On whether same-sex marriage should be allowed:
On whether same-sex couples should be allowed to adopt children:
Same-sex marriage now enjoys majority support, a shift from previous surveys. However, voters of far-right parties overwhelmingly oppose it, with even stronger resistance to adoption by same-sex couples. Opposition to LGBTQ+ rights appears to be a key ideological issue for far-right voters. ND voters show growing, albeit limited, support for LGBTQ+ rights compared to left-wing parties.
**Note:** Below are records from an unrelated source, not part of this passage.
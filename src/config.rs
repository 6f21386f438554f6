use crate::domain::entities::{
    CollectionRef, ExtractionSettings, StreamDescriptor, DEFAULT_OPERATION_TYPES,
};
use crate::domain::value_objects::parse_timestamp;
use serde::Deserialize;
use std::time::Duration;

/// Configuration errors detected before any stream is opened.
#[derive(Debug, thiserror::Error)]
pub enum ConfigError {
    #[error("no connection string configured (set DOCTAP_CONNECTION_STRING or DOCTAP_CONNECTION_STRING_FILE)")]
    MissingConnectionString,

    #[error("cannot read connection string file {path}: {source}")]
    ConnectionStringFile {
        path: String,
        #[source]
        source: std::io::Error,
    },

    #[error("invalid start_date '{0}'; expected YYYY-MM-DD, YYYY-MM-DDTHH:MM:SS or RFC 3339")]
    InvalidStartDate(String),

    #[error("invalid collection '{0}'; expected database.collection")]
    InvalidCollection(String),
}

#[derive(Debug, Deserialize, Clone)]
pub struct Config {
    // Source settings
    pub connection_string: Option<String>,
    pub connection_string_file: Option<String>,
    pub database: Option<String>,
    pub collections: Vec<String>,
    pub stream_prefix: Option<String>,
    /// Filter the databases named in `collections`; there is no discovery
    pub database_includes: Vec<String>,
    pub database_excludes: Vec<String>,

    // Replication settings
    pub replication_method: String,
    pub replication_key: String,
    pub start_date: String,
    pub add_record_metadata: bool,
    pub operation_types: Vec<String>,
    pub max_await_time_ms: Option<u64>,

    // State settings
    pub state_path: String,
    pub partition: Option<String>,

    pub debug: bool,
}

impl Default for Config {
    fn default() -> Self {
        Self {
            connection_string: None,
            connection_string_file: None,
            database: None,
            collections: Vec::new(),
            stream_prefix: None,
            database_includes: Vec::new(),
            database_excludes: Vec::new(),
            replication_method: "INCREMENTAL".to_string(),
            replication_key: "_id".to_string(),
            start_date: "1970-01-01".to_string(),
            add_record_metadata: false,
            operation_types: DEFAULT_OPERATION_TYPES.iter().map(|s| s.to_string()).collect(),
            max_await_time_ms: None,
            state_path: "state.db".to_string(),
            partition: None,
            debug: false,
        }
    }
}

/// A collection selected for replication and the stream it feeds.
#[derive(Debug, Clone, PartialEq)]
pub struct SelectedStream {
    pub collection: CollectionRef,
    pub descriptor: StreamDescriptor,
}

impl Config {
    /// Resolve the connection string. A readable file wins over the
    /// inline value.
    pub fn connection_string(&self) -> Result<String, ConfigError> {
        if let Some(path) = &self.connection_string_file {
            if std::path::Path::new(path).exists() {
                let contents = std::fs::read_to_string(path).map_err(|source| {
                    ConfigError::ConnectionStringFile {
                        path: path.clone(),
                        source,
                    }
                })?;
                return Ok(contents.trim().to_string());
            }
        }
        self.connection_string
            .clone()
            .filter(|s| !s.is_empty())
            .ok_or(ConfigError::MissingConnectionString)
    }

    /// Streams for the configured collections, after database filtering.
    ///
    /// The include/exclude lists only narrow the explicit `collections`
    /// list; databases are never discovered.
    pub fn streams(&self) -> Result<Vec<SelectedStream>, ConfigError> {
        let mut selected = Vec::new();
        for entry in &self.collections {
            let collection = self.collection_ref(entry)?;
            if !self.database_selected(&collection.database) {
                tracing::debug!(
                    database = %collection.database,
                    collection = %collection.collection,
                    "skipping filtered database"
                );
                continue;
            }

            let key = Some(self.replication_key.clone()).filter(|k| !k.is_empty());
            let mut descriptor = StreamDescriptor::new(
                collection.stream_name(self.stream_prefix.as_deref()),
                self.replication_method.clone(),
            )
            .with_replication_key(key);
            if let Some(partition) = &self.partition {
                descriptor = descriptor.with_partition(partition.clone());
            }

            selected.push(SelectedStream {
                collection,
                descriptor,
            });
        }
        Ok(selected)
    }

    pub fn extraction_settings(&self) -> Result<ExtractionSettings, ConfigError> {
        let start_date = parse_timestamp(&self.start_date)
            .ok_or_else(|| ConfigError::InvalidStartDate(self.start_date.clone()))?;
        Ok(ExtractionSettings {
            add_record_metadata: self.add_record_metadata,
            start_date,
            operation_types: self.operation_types.iter().cloned().collect(),
            max_await_time: self.max_await_time_ms.map(Duration::from_millis),
        })
    }

    fn collection_ref(&self, entry: &str) -> Result<CollectionRef, ConfigError> {
        if let Some(parsed) = CollectionRef::parse(entry) {
            return Ok(parsed);
        }
        match (&self.database, entry.trim()) {
            (Some(database), name) if !name.is_empty() && !name.contains('.') => {
                Ok(CollectionRef::new(database.clone(), name))
            }
            _ => Err(ConfigError::InvalidCollection(entry.to_string())),
        }
    }

    /// Exclusion wins over inclusion; an empty include list admits all.
    fn database_selected(&self, database: &str) -> bool {
        if self.database_excludes.iter().any(|d| d == database) {
            return false;
        }
        self.database_includes.is_empty() || self.database_includes.iter().any(|d| d == database)
    }
}

pub fn load_config() -> anyhow::Result<Config> {
    Ok(load_config_from(|key| std::env::var(key).ok())?)
}

/// Build the configuration from `lookup`, which maps variable names to
/// values.
pub fn load_config_from<F>(lookup: F) -> Result<Config, ConfigError>
where
    F: Fn(&str) -> Option<String>,
{
    let defaults = Config::default();
    let list = |key: &str| -> Option<Vec<String>> {
        lookup(key).map(|v| {
            v.split(',')
                .map(|s| s.trim().to_string())
                .filter(|s| !s.is_empty())
                .collect()
        })
    };
    let flag = |key: &str| {
        lookup(key)
            .map(|v| v == "1" || v.to_lowercase() == "true")
            .unwrap_or(false)
    };

    let connection_string = lookup("DOCTAP_CONNECTION_STRING");
    let connection_string_file = lookup("DOCTAP_CONNECTION_STRING_FILE");
    let database = lookup("DOCTAP_DATABASE").filter(|s| !s.is_empty());
    let collections = list("DOCTAP_COLLECTIONS").unwrap_or_default();
    let stream_prefix = lookup("DOCTAP_STREAM_PREFIX").filter(|s| !s.is_empty());
    let database_includes = list("DOCTAP_DATABASE_INCLUDES").unwrap_or_default();
    let database_excludes = list("DOCTAP_DATABASE_EXCLUDES").unwrap_or_default();

    let replication_method =
        lookup("DOCTAP_REPLICATION_METHOD").unwrap_or(defaults.replication_method);
    let replication_key = lookup("DOCTAP_REPLICATION_KEY").unwrap_or(defaults.replication_key);

    let start_date = lookup("DOCTAP_START_DATE").unwrap_or(defaults.start_date);
    if parse_timestamp(&start_date).is_none() {
        return Err(ConfigError::InvalidStartDate(start_date));
    }

    let add_record_metadata = flag("DOCTAP_ADD_RECORD_METADATA");
    let operation_types = list("DOCTAP_OPERATION_TYPES").unwrap_or(defaults.operation_types);
    let max_await_time_ms = lookup("DOCTAP_MAX_AWAIT_TIME_MS").and_then(|v| v.parse().ok());

    let state_path = lookup("DOCTAP_STATE_PATH").unwrap_or(defaults.state_path);
    let partition = lookup("DOCTAP_PARTITION").filter(|s| !s.is_empty());

    let debug = lookup("DEBUG").is_some();

    Ok(Config {
        connection_string,
        connection_string_file,
        database,
        collections,
        stream_prefix,
        database_includes,
        database_excludes,
        replication_method,
        replication_key,
        start_date,
        add_record_metadata,
        operation_types,
        max_await_time_ms,
        state_path,
        partition,
        debug,
    })
}

#[cfg(test)]
#[cfg_attr(coverage_nightly, coverage(off))]
mod tests {
    use super::*;
    use std::collections::HashMap;
    use std::io::Write;
    use tempfile::NamedTempFile;

    fn load(vars: &[(&str, &str)]) -> Result<Config, ConfigError> {
        let vars: HashMap<String, String> = vars
            .iter()
            .map(|(k, v)| (k.to_string(), v.to_string()))
            .collect();
        load_config_from(|key| vars.get(key).cloned())
    }

    #[test]
    fn test_default_config() {
        let cfg = Config::default();
        assert_eq!(cfg.replication_method, "INCREMENTAL");
        assert_eq!(cfg.replication_key, "_id");
        assert_eq!(cfg.start_date, "1970-01-01");
        assert_eq!(cfg.state_path, "state.db");
        assert!(!cfg.add_record_metadata);
        assert_eq!(cfg.operation_types.len(), 4);
    }

    #[test]
    fn test_load_config_defaults() {
        let cfg = load(&[]).unwrap();
        assert!(cfg.collections.is_empty());
        assert!(cfg.connection_string.is_none());
        assert_eq!(cfg.replication_method, "INCREMENTAL");
        assert!(!cfg.debug);
    }

    #[test]
    fn test_load_config_from_environment() {
        std::env::set_var("DOCTAP_STREAM_PREFIX", "tap");
        let cfg = load_config().unwrap();
        assert_eq!(cfg.stream_prefix, Some("tap".to_string()));
        std::env::remove_var("DOCTAP_STREAM_PREFIX");
    }

    #[test]
    fn test_collections_list_trimmed() {
        let cfg = load(&[("DOCTAP_COLLECTIONS", " shop.orders, shop.items ,,")]).unwrap();
        assert_eq!(cfg.collections, vec!["shop.orders", "shop.items"]);
    }

    #[test]
    fn test_add_record_metadata_flag() {
        assert!(load(&[("DOCTAP_ADD_RECORD_METADATA", "TRUE")]).unwrap().add_record_metadata);
        assert!(load(&[("DOCTAP_ADD_RECORD_METADATA", "1")]).unwrap().add_record_metadata);
        assert!(!load(&[("DOCTAP_ADD_RECORD_METADATA", "no")]).unwrap().add_record_metadata);
    }

    #[test]
    fn test_invalid_start_date_rejected() {
        let result = load(&[("DOCTAP_START_DATE", "yesterday")]);
        assert!(matches!(result, Err(ConfigError::InvalidStartDate(_))));
    }

    #[test]
    fn test_parse_error_uses_default() {
        let cfg = load(&[("DOCTAP_MAX_AWAIT_TIME_MS", "soon")]).unwrap();
        assert!(cfg.max_await_time_ms.is_none());
    }

    #[test]
    fn test_extraction_settings() {
        let cfg = load(&[
            ("DOCTAP_START_DATE", "2023-01-01"),
            ("DOCTAP_OPERATION_TYPES", "insert,delete"),
            ("DOCTAP_MAX_AWAIT_TIME_MS", "250"),
        ])
        .unwrap();
        let settings = cfg.extraction_settings().unwrap();
        assert_eq!(settings.start_date.timestamp(), 1_672_531_200);
        assert_eq!(settings.operation_types.len(), 2);
        assert!(settings.operation_types.contains("delete"));
        assert_eq!(settings.max_await_time, Some(Duration::from_millis(250)));
    }

    #[test]
    fn test_streams_named_with_prefix() {
        let cfg = load(&[
            ("DOCTAP_COLLECTIONS", "shop.orders"),
            ("DOCTAP_STREAM_PREFIX", "tap"),
            ("DOCTAP_REPLICATION_METHOD", "LOG_BASED"),
        ])
        .unwrap();
        let streams = cfg.streams().unwrap();
        assert_eq!(streams.len(), 1);
        assert_eq!(streams[0].descriptor.name, "tap_shop_orders");
        assert_eq!(streams[0].descriptor.replication_method, "LOG_BASED");
        assert_eq!(streams[0].collection, CollectionRef::new("shop", "orders"));
    }

    #[test]
    fn test_bare_collection_uses_default_database() {
        let cfg = load(&[("DOCTAP_COLLECTIONS", "orders"), ("DOCTAP_DATABASE", "shop")]).unwrap();
        let streams = cfg.streams().unwrap();
        assert_eq!(streams[0].descriptor.name, "shop_orders");
    }

    #[test]
    fn test_bare_collection_without_database_rejected() {
        let cfg = load(&[("DOCTAP_COLLECTIONS", "orders")]).unwrap();
        assert!(matches!(cfg.streams(), Err(ConfigError::InvalidCollection(_))));
    }

    #[test]
    fn test_database_filters_exclusion_wins() {
        let cfg = load(&[
            ("DOCTAP_COLLECTIONS", "shop.orders,crm.contacts,logs.events"),
            ("DOCTAP_DATABASE_INCLUDES", "shop,crm"),
            ("DOCTAP_DATABASE_EXCLUDES", "crm"),
        ])
        .unwrap();
        let names: Vec<String> = cfg
            .streams()
            .unwrap()
            .into_iter()
            .map(|s| s.descriptor.name)
            .collect();
        assert_eq!(names, vec!["shop_orders"]);
    }

    #[test]
    fn test_database_includes_do_not_add_collections() {
        let cfg = load(&[
            ("DOCTAP_COLLECTIONS", "shop.orders"),
            ("DOCTAP_DATABASE_INCLUDES", "analytics"),
        ])
        .unwrap();
        assert!(cfg.streams().unwrap().is_empty());
    }

    #[test]
    fn test_partition_and_empty_key() {
        let cfg = load(&[
            ("DOCTAP_COLLECTIONS", "shop.orders"),
            ("DOCTAP_PARTITION", "tenant-1"),
            ("DOCTAP_REPLICATION_KEY", ""),
        ])
        .unwrap();
        let stream = &cfg.streams().unwrap()[0].descriptor;
        assert_eq!(stream.partition.as_deref(), Some("tenant-1"));
        assert!(stream.replication_key().is_none());
    }

    #[test]
    fn test_connection_string_inline() {
        let cfg = load(&[("DOCTAP_CONNECTION_STRING", "mongodb://localhost:27017")]).unwrap();
        assert_eq!(cfg.connection_string().unwrap(), "mongodb://localhost:27017");
    }

    #[test]
    fn test_connection_string_file_wins() {
        let mut file = NamedTempFile::new().unwrap();
        writeln!(file, "mongodb://secret:27017").unwrap();
        let path = file.path().to_str().unwrap().to_string();

        let cfg = load(&[
            ("DOCTAP_CONNECTION_STRING", "mongodb://localhost:27017"),
            ("DOCTAP_CONNECTION_STRING_FILE", &path),
        ])
        .unwrap();
        assert_eq!(cfg.connection_string().unwrap(), "mongodb://secret:27017");
    }

    #[test]
    fn test_missing_file_falls_back_to_inline() {
        let cfg = load(&[
            ("DOCTAP_CONNECTION_STRING", "mongodb://localhost:27017"),
            ("DOCTAP_CONNECTION_STRING_FILE", "/nonexistent/conn.txt"),
        ])
        .unwrap();
        assert_eq!(cfg.connection_string().unwrap(), "mongodb://localhost:27017");
    }

    #[test]
    fn test_missing_connection_string() {
        let cfg = load(&[]).unwrap();
        assert!(matches!(
            cfg.connection_string(),
            Err(ConfigError::MissingConnectionString)
        ));
    }

    #[test]
    fn test_config_clone() {
        let cfg = load(&[("DOCTAP_COLLECTIONS", "shop.orders")]).unwrap();
        let cloned = cfg.clone();
        assert_eq!(cfg.collections, cloned.collections);
    }
}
On whether abortion should be banned:
On whether a woman’s primary role should be that of a mother:
Far-right party voters differ starkly from others in favoring abortion bans, with Elliniki Lysi and Victory voters leading in support. On traditional gender roles, they emphasize motherhood as a woman’s primary role, further highlighting the ideological gap between these voters and those of ND, as well as centrist and left-wing parties.
On whether the death penalty should be reinstated:
While opinions are split overall, far-right party voters strongly favor the reinstatement of the death penalty, with Spartiates showing the highest support. Victory voters, influenced by Christian values, show comparatively lower but still significant support.
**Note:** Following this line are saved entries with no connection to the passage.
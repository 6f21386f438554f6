//! Adapters Layer
//!
//! Implementations of the domain ports: sources, bookmark backends, sinks.

pub mod outbound;
//! Domain Errors
//!
//! Error taxonomy for bookmark handling and extraction. Configuration
//! defects, ordering violations and rejected resume tokens are fatal;
//! identifier parse failures are recovered by the snapshot reader.

use crate::domain::value_objects::StreamKey;

/// Errors raised by the replication core.
#[derive(Debug, thiserror::Error)]
pub enum ReplicationError {
    #[error(
        "unrecognized replication method '{method}' for stream '{stream}'; \
         only INCREMENTAL and LOG_BASED replication methods are supported"
    )]
    UnsupportedReplicationMethod { stream: String, method: String },

    #[error("could not detect replication key for '{stream}' stream (replication method={method})")]
    MissingReplicationKey { stream: String, method: String },

    #[error("out-of-order bookmark for {key}: candidate '{candidate}' sorts before stored '{stored}'")]
    OutOfOrder {
        key: StreamKey,
        stored: String,
        candidate: String,
    },

    #[error("replication key value '{value}' cannot be parsed into an ObjectId: {reason}")]
    IdentifierParse { value: String, reason: String },

    #[error("resume token for stream '{stream}' was rejected by the source: {reason}")]
    ResumeTokenRejected {
        stream: String,
        token: String,
        reason: String,
    },

    #[error("source error: {0}")]
    Source(#[from] SourceError),

    #[error("bookmark persistence error: {0}")]
    Persistence(#[from] PersistenceError),

    #[error("sink error: {0}")]
    Sink(#[from] SinkError),
}

impl ReplicationError {
    /// Whether this error is a configuration defect detectable before any
    /// record is read.
    pub fn is_configuration(&self) -> bool {
        matches!(
            self,
            Self::UnsupportedReplicationMethod { .. } | Self::MissingReplicationKey { .. }
        )
    }
}

/// Errors reported by a source adapter.
#[derive(Debug, Clone, thiserror::Error)]
pub enum SourceError {
    #[error("resume token '{token}' rejected: {reason}")]
    ResumeTokenRejected { token: String, reason: String },

    #[error("snapshot query failed: {0}")]
    Query(String),

    #[error("change stream failed: {0}")]
    ChangeStream(String),

    #[error("malformed source document: {0}")]
    MalformedDocument(String),
}

/// Errors reported by a bookmark persistence backend.
#[derive(Debug, thiserror::Error)]
pub enum PersistenceError {
    #[error("bookmark backend unavailable: {0}")]
    Unavailable(String),

    #[error("bookmark read failed: {0}")]
    Read(String),

    #[error("bookmark write failed: {0}")]
    Write(String),
}

/// Errors reported by a record sink.
#[derive(Debug, thiserror::Error)]
pub enum SinkError {
    #[error("sink write failed: {0}")]
    Io(#[from] std::io::Error),

    #[error("record encoding failed: {0}")]
    Encode(#[from] serde_json::Error),
}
On limiting the right to protest when public order is threatened:
On whether police are excessively violent during protests:
Far-right voters appear conflicted on protest issues. They are divided on restricting demonstrations but broadly agree that police use excessive force. This contrasts with ND voters, who lean heavily toward a traditional “law and order” stance.
A deeply negative attitude toward immigration is evident, especially among far-right voters, who overwhelmingly see migrants as cultural and economic threats. ND voters share these views to a significant extent, particularly on crime and cultural impact, highlighting an ideological convergence on this issue.
Far-right voters are highly susceptible to pseudoscientific and conspiracy theories, particularly on climate change and vaccines. ND voters are less influenced by such views, indicating a substantial gap between mainstream and far-right voters on these topics.
a) Shared Ideological Traits:
The three far-right parties share a common ideological core, albeit with variations, especially among Victory voters, who are more influenced by Christian values. Despite ideological similarities, each party caters to a distinct audience.
b) Relationship with ND:
While there are points of convergence between ND voters and far-right voters, especially on immigration, significant divergences on key issues like the EU, globalization, democracy, and protests indicate that the far-right cannot yet be considered part of a cohesive “blue coalition.”